Exercise data:
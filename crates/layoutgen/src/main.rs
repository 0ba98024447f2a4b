use clap::{ArgAction, Parser, Subcommand};
use layoutgen::commands::{generate, init};
use tracing_subscriber::{filter::EnvFilter, fmt, layer::SubscriberExt, util::SubscriberInitExt};

#[derive(Parser)]
#[command(
    name = "layoutgen",
    about = "Generate TypeScript types, Zod validators and Data API clients from FileMaker layouts",
    version
)]
struct Cli {
    #[command(subcommand)]
    command: Option<Command>,

    /// Increase log verbosity (-v debug, -vv trace)
    #[arg(short, long, global = true, action = ArgAction::Count)]
    verbose: u8,
}

#[derive(Subcommand)]
enum Command {
    /// Generate schema and client modules for every configured layout
    Generate(generate::GenerateArgs),
    /// Write a starter layoutgen.toml
    Init(init::InitArgs),
}

fn init_tracing(verbose: u8) {
    let base_filter = match std::env::var("RUST_LOG") {
        Ok(filter) => filter,
        Err(_) => match verbose {
            0 => "info".to_string(),
            1 => "info,layoutgen=debug,layoutgen_dataapi=debug".to_string(),
            _ => "debug,layoutgen=trace,layoutgen_dataapi=trace".to_string(),
        },
    };

    let filter = EnvFilter::try_new(&base_filter).unwrap_or_else(|_| EnvFilter::new("info"));

    tracing_subscriber::registry()
        .with(filter)
        .with(
            fmt::layer()
                .with_target(verbose > 0)
                .with_writer(std::io::stderr)
                .compact(),
        )
        .init();
}

fn main() {
    let cli = Cli::parse();
    init_tracing(cli.verbose);

    let code = match cli.command {
        Some(Command::Generate(args)) => generate::run(args),
        Some(Command::Init(args)) => init::run(args),
        None => generate::run(generate::GenerateArgs::default()),
    };
    std::process::exit(code);
}
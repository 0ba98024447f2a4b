//! Schema and client generation for FileMaker layouts.
//!
//! The [`pipeline`] drives one run: for every configured layout it fetches
//! metadata through a [`MetadataSource`](source::MetadataSource), builds the
//! schema and client modules, and writes them through an
//! [`ArtifactSink`](sink::ArtifactSink). Everything else here prepares its
//! inputs: [`config`] reads `layoutgen.toml`, [`env`] resolves credentials.

pub mod commands;
pub mod config;
pub mod env;
pub mod pipeline;
pub mod sink;
pub mod source;

pub use config::{ConfigError, GenerateConfig, SchemaConfig, ViewSettings};
pub use env::{MissingEnv, ResolvedEnv, resolve_env};
pub use pipeline::{GenerateError, GenerateReport, Pipeline};
pub use sink::{ArtifactSink, FsSink, MemorySink};
pub use source::{FetchError, MetadataSource};
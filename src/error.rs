use std::path::PathBuf;

pub type Result<T> = std::result::Result<T, Error>;

#[derive(Debug, thiserror::Error)]
pub enum Error {
    #[error("I/O error: {0}")]
    Io(#[from] std::io::Error),

    #[error("database error: {0}")]
    Redb(#[from] redb::Error),

    #[error("database open error: {0}")]
    RedbDatabase(#[from] redb::DatabaseError),

    #[error("database storage error: {0}")]
    RedbStorage(#[from] redb::StorageError),

    #[error("database transaction error: {0}")]
    RedbTransaction(#[from] redb::TransactionError),

    #[error("database table error: {0}")]
    RedbTable(#[from] redb::TableError),

    #[error("database commit error: {0}")]
    RedbCommit(#[from] redb::CommitError),

    #[error("lexical index error: {0}")]
    Tantivy(#[from] tantivy::TantivyError),

    #[error("JSON error: {0}")]
    Json(#[from] serde_json::Error),

    #[error("write to example store at {location} failed after {attempts} attempt(s): {reason}")]
    StoreWrite {
        location: PathBuf,
        attempts: u32,
        reason: String,
    },

    #[error("read from example store at {location} failed: {reason}")]
    StoreRead { location: PathBuf, reason: String },

    #[error("embedding backend error: {0}")]
    EmbeddingBackend(String),

    #[error("reranker unavailable: {0}")]
    RerankUnavailable(String),

    #[error("manifest inconsistency for {document} page {page}: {reason}")]
    ManifestInconsistency {
        document: String,
        page: u32,
        reason: String,
    },

    #[error("source text is empty after normalization")]
    EmptySourceText,

    #[error("configuration error: {0}")]
    Config(String),

    #[error("{kind} not found: {name}")]
    NotFound { kind: &'static str, name: String },

    #[error("data directory does not exist and could not be created: {0}")]
    DataDir(PathBuf),
}

impl Error {
    /// Whether retrying the same operation may succeed.
    ///
    /// Lock contention, I/O hiccups and embedding timeouts are transient;
    /// corrupt data, bad input and configuration mistakes are not.
    pub fn is_transient(&self) -> bool {
        match self {
            Error::Io(_)
            | Error::RedbTransaction(_)
            | Error::RedbCommit(_)
            | Error::EmbeddingBackend(_) => true,
            Error::RedbStorage(e) => matches!(e, redb::StorageError::Io(_)),
            Error::Redb(e) => matches!(
                e,
                redb::Error::Io(_) | redb::Error::DatabaseAlreadyOpen
            ),
            _ => false,
        }
    }
}

#[cfg(test)]
mod tests {
    use super::*;

    #[test]
    fn embedding_errors_are_transient() {
        assert!(Error::EmbeddingBackend("timeout".into()).is_transient());
    }

    #[test]
    fn input_errors_are_not_transient() {
        assert!(!Error::EmptySourceText.is_transient());
        assert!(!Error::Config("bad".into()).is_transient());
        assert!(
            !Error::ManifestInconsistency {
                document: "a".into(),
                page: 1,
                reason: "x".into(),
            }
            .is_transient()
        );
    }

    #[test]
    fn store_write_message_names_location() {
        let err = Error::StoreWrite {
            location: PathBuf::from("/data/examples.redb"),
            attempts: 3,
            reason: "locked".into(),
        };
        let msg = err.to_string();
        assert!(msg.contains("/data/examples.redb"));
        assert!(msg.contains("3 attempt"));
    }
}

Your objective:
Nothing should be missing: every line above must be reproduced exactly.

Answer to this exercise:
filename crates/layoutgen/src/main.rs
repository 0ba98024447f2a4b
use clap::{ArgAction, Parser, Subcommand};
use layoutgen::commands::{generate, init};
use tracing_subscriber::{filter::EnvFilter, fmt, layer::SubscriberExt, util::SubscriberInitExt};

#[derive(Parser)]
#[command(
    name = "layoutgen",
    about = "Generate TypeScript types, Zod validators and Data API clients from FileMaker layouts",
    version
)]
struct Cli {
    #[command(subcommand)]
    command: Option<Command>,

    /// Increase log verbosity (-v debug, -vv trace)
    #[arg(short, long, global = true, action = ArgAction::Count)]
    verbose: u8,
}

#[derive(Subcommand)]
enum Command {
    /// Generate schema and client modules for every configured layout
    Generate(generate::GenerateArgs),
    /// Write a starter layoutgen.toml
    Init(init::InitArgs),
}

fn init_tracing(verbose: u8) {
    let base_filter = match std::env::var("RUST_LOG") {
        Ok(filter) => filter,
        Err(_) => match verbose {
            0 => "info".to_string(),
            1 => "info,layoutgen=debug,layoutgen_dataapi=debug".to_string(),
            _ => "debug,layoutgen=trace,layoutgen_dataapi=trace".to_string(),
        },
    };

    let filter = EnvFilter::try_new(&base_filter).unwrap_or_else(|_| EnvFilter::new("info"));

    tracing_subscriber::registry()
        .with(filter)
        .with(
            fmt::layer()
                .with_target(verbose > 0)
                .with_writer(std::io::stderr)
                .compact(),
        )
        .init();
}

fn main() {
    let cli = Cli::parse();
    init_tracing(cli.verbose);

    let code = match cli.command {
        Some(Command::Generate(args)) => generate::run(args),
        Some(Command::Init(args)) => init::run(args),
        None => generate::run(generate::GenerateArgs::default()),
    };
    std::process::exit(code);
}
repository 0ba98024447f2a4b
//! Schema and client generation for FileMaker layouts.
//!
//! The [`pipeline`] drives one run: for every configured layout it fetches
//! metadata through a [`MetadataSource`](source::MetadataSource), builds the
//! schema and client modules, and writes them through an
//! [`ArtifactSink`](sink::ArtifactSink). Everything else here prepares its
//! inputs: [`config`] reads `layoutgen.toml`, [`env`] resolves credentials.

pub mod commands;
pub mod config;
pub mod env;
pub mod pipeline;
pub mod sink;
pub mod source;

pub use config::{ConfigError, GenerateConfig, SchemaConfig, ViewSettings};
pub use env::{MissingEnv, ResolvedEnv, resolve_env};
pub use pipeline::{GenerateError, GenerateReport, Pipeline};
pub use sink::{ArtifactSink, FsSink, MemorySink};
pub use source::{FetchError, MetadataSource};
filename src/error.rs
use std::path::PathBuf;

pub type Result<T> = std::result::Result<T, Error>;

#[derive(Debug, thiserror::Error)]
pub enum Error {
    #[error("I/O error: {0}")]
    Io(#[from] std::io::Error),

    #[error("database error: {0}")]
    Redb(#[from] redb::Error),

    #[error("database open error: {0}")]
    RedbDatabase(#[from] redb::DatabaseError),

    #[error("database storage error: {0}")]
    RedbStorage(#[from] redb::StorageError),

    #[error("database transaction error: {0}")]
    RedbTransaction(#[from] redb::TransactionError),

    #[error("database table error: {0}")]
    RedbTable(#[from] redb::TableError),

    #[error("database commit error: {0}")]
    RedbCommit(#[from] redb::CommitError),

    #[error("lexical index error: {0}")]
    Tantivy(#[from] tantivy::TantivyError),

    #[error("JSON error: {0}")]
    Json(#[from] serde_json::Error),

    #[error("write to example store at {location} failed after {attempts} attempt(s): {reason}")]
    StoreWrite {
        location: PathBuf,
        attempts: u32,
        reason: String,
    },

    #[error("read from example store at {location} failed: {reason}")]
    StoreRead { location: PathBuf, reason: String },

    #[error("embedding backend error: {0}")]
    EmbeddingBackend(String),

    #[error("reranker unavailable: {0}")]
    RerankUnavailable(String),

    #[error("manifest inconsistency for {document} page {page}: {reason}")]
    ManifestInconsistency {
        document: String,
        page: u32,
        reason: String,
    },

    #[error("source text is empty after normalization")]
    EmptySourceText,

    #[error("configuration error: {0}")]
    Config(String),

    #[error("{kind} not found: {name}")]
    NotFound { kind: &'static str, name: String },

    #[error("data directory does not exist and could not be created: {0}")]
    DataDir(PathBuf),
}

impl Error {
    /// Whether retrying the same operation may succeed.
    ///
    /// Lock contention, I/O hiccups and embedding timeouts are transient;
    /// corrupt data, bad input and configuration mistakes are not.
    pub fn is_transient(&self) -> bool {
        match self {
            Error::Io(_)
            | Error::RedbTransaction(_)
            | Error::RedbCommit(_)
            | Error::EmbeddingBackend(_) => true,
            Error::RedbStorage(e) => matches!(e, redb::StorageError::Io(_)),
            Error::Redb(e) => matches!(
                e,
                redb::Error::Io(_) | redb::Error::DatabaseAlreadyOpen
            ),
            _ => false,
        }
    }
}

#[cfg(test)]
mod tests {
    use super::*;

    #[test]
    fn embedding_errors_are_transient() {
        assert!(Error::EmbeddingBackend("timeout".into()).is_transient());
    }

    #[test]
    fn input_errors_are_not_transient() {
        assert!(!Error::EmptySourceText.is_transient());
        assert!(!Error::Config("bad".into()).is_transient());
        assert!(
            !Error::ManifestInconsistency {
                document: "a".into(),
                page: 1,
                reason: "x".into(),
            }
            .is_transient()
        );
    }

    #[test]
    fn store_write_message_names_location() {
        let err = Error::StoreWrite {
            location: PathBuf::from("/data/examples.redb"),
            attempts: 3,
            reason: "locked".into(),
        };
        let msg = err.to_string();
        assert!(msg.contains("/data/examples.redb"));
        assert!(msg.contains("3 attempt"));
    }
}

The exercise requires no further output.